● Task: With no line left out, restate the data word for word.

Content starts

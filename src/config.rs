// src/config.rs
use std::net::{IpAddr, Ipv4Addr};

use tracing::warn;

pub const DEFAULT_DATABASE_URL: &str = "sqlite://ecommerce.db";
pub const DEFAULT_HOST: IpAddr = IpAddr::V4(Ipv4Addr::LOCALHOST);
pub const DEFAULT_PORT: u16 = 5000;

/// Runtime settings, read from the process environment (and `.env`).
#[derive(Debug, Clone, PartialEq)]
pub struct Config {
    pub database_url: String,
    pub host: IpAddr,
    pub port: u16,
    /// Empty means any origin is allowed.
    pub cors_allowed_origins: Vec<String>,
}

impl Config {
    pub fn from_env() -> Self {
        Self::from_lookup(|key| std::env::var(key).ok())
    }

    pub fn from_lookup<F>(lookup: F) -> Self
    where
        F: Fn(&str) -> Option<String>,
    {
        let database_url = lookup("DATABASE_URL")
            .filter(|url| !url.trim().is_empty())
            .unwrap_or_else(|| DEFAULT_DATABASE_URL.to_string());

        let host = match lookup("HOST") {
            Some(raw) => raw.trim().parse::<IpAddr>().unwrap_or_else(|_| {
                warn!(host = %raw, "Invalid HOST, falling back to {}", DEFAULT_HOST);
                DEFAULT_HOST
            }),
            None => DEFAULT_HOST,
        };

        let port = match lookup("PORT") {
            Some(raw) => raw.trim().parse::<u16>().unwrap_or_else(|_| {
                warn!(port = %raw, "Invalid PORT, falling back to {}", DEFAULT_PORT);
                DEFAULT_PORT
            }),
            None => DEFAULT_PORT,
        };

        let cors_allowed_origins = lookup("CORS_ALLOWED_ORIGINS")
            .map(|raw| {
                raw.split(',')
                    .map(str::trim)
                    .filter(|origin| !origin.is_empty())
                    .map(String::from)
                    .collect()
            })
            .unwrap_or_default();

        Self { database_url, host, port, cors_allowed_origins }
    }
}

Content ends

● Exercise response:
filename src/config.rs
// src/config.rs
use std::net::{IpAddr, Ipv4Addr};

use tracing::warn;

pub const DEFAULT_DATABASE_URL: &str = "sqlite://ecommerce.db";
pub const DEFAULT_HOST: IpAddr = IpAddr::V4(Ipv4Addr::LOCALHOST);
pub const DEFAULT_PORT: u16 = 5000;

/// Runtime settings, read from the process environment (and `.env`).
#[derive(Debug, Clone, PartialEq)]
pub struct Config {
    pub database_url: String,
    pub host: IpAddr,
    pub port: u16,
    /// Empty means any origin is allowed.
    pub cors_allowed_origins: Vec<String>,
}

impl Config {
    pub fn from_env() -> Self {
        Self::from_lookup(|key| std::env::var(key).ok())
    }

    pub fn from_lookup<F>(lookup: F) -> Self
    where
        F: Fn(&str) -> Option<String>,
    {
        let database_url = lookup("DATABASE_URL")
            .filter(|url| !url.trim().is_empty())
            .unwrap_or_else(|| DEFAULT_DATABASE_URL.to_string());

        let host = match lookup("HOST") {
            Some(raw) => raw.trim().parse::<IpAddr>().unwrap_or_else(|_| {
                warn!(host = %raw, "Invalid HOST, falling back to {}", DEFAULT_HOST);
                DEFAULT_HOST
            }),
            None => DEFAULT_HOST,
        };

        let port = match lookup("PORT") {
            Some(raw) => raw.trim().parse::<u16>().unwrap_or_else(|_| {
                warn!(port = %raw, "Invalid PORT, falling back to {}", DEFAULT_PORT);
                DEFAULT_PORT
            }),
            None => DEFAULT_PORT,
        };

        let cors_allowed_origins = lookup("CORS_ALLOWED_ORIGINS")
            .map(|raw| {
                raw.split(',')
                    .map(str::trim)
                    .filter(|origin| !origin.is_empty())
                    .map(String::from)
                    .collect()
            })
            .unwrap_or_default();

        Self { database_url, host, port, cors_allowed_origins }
    }
}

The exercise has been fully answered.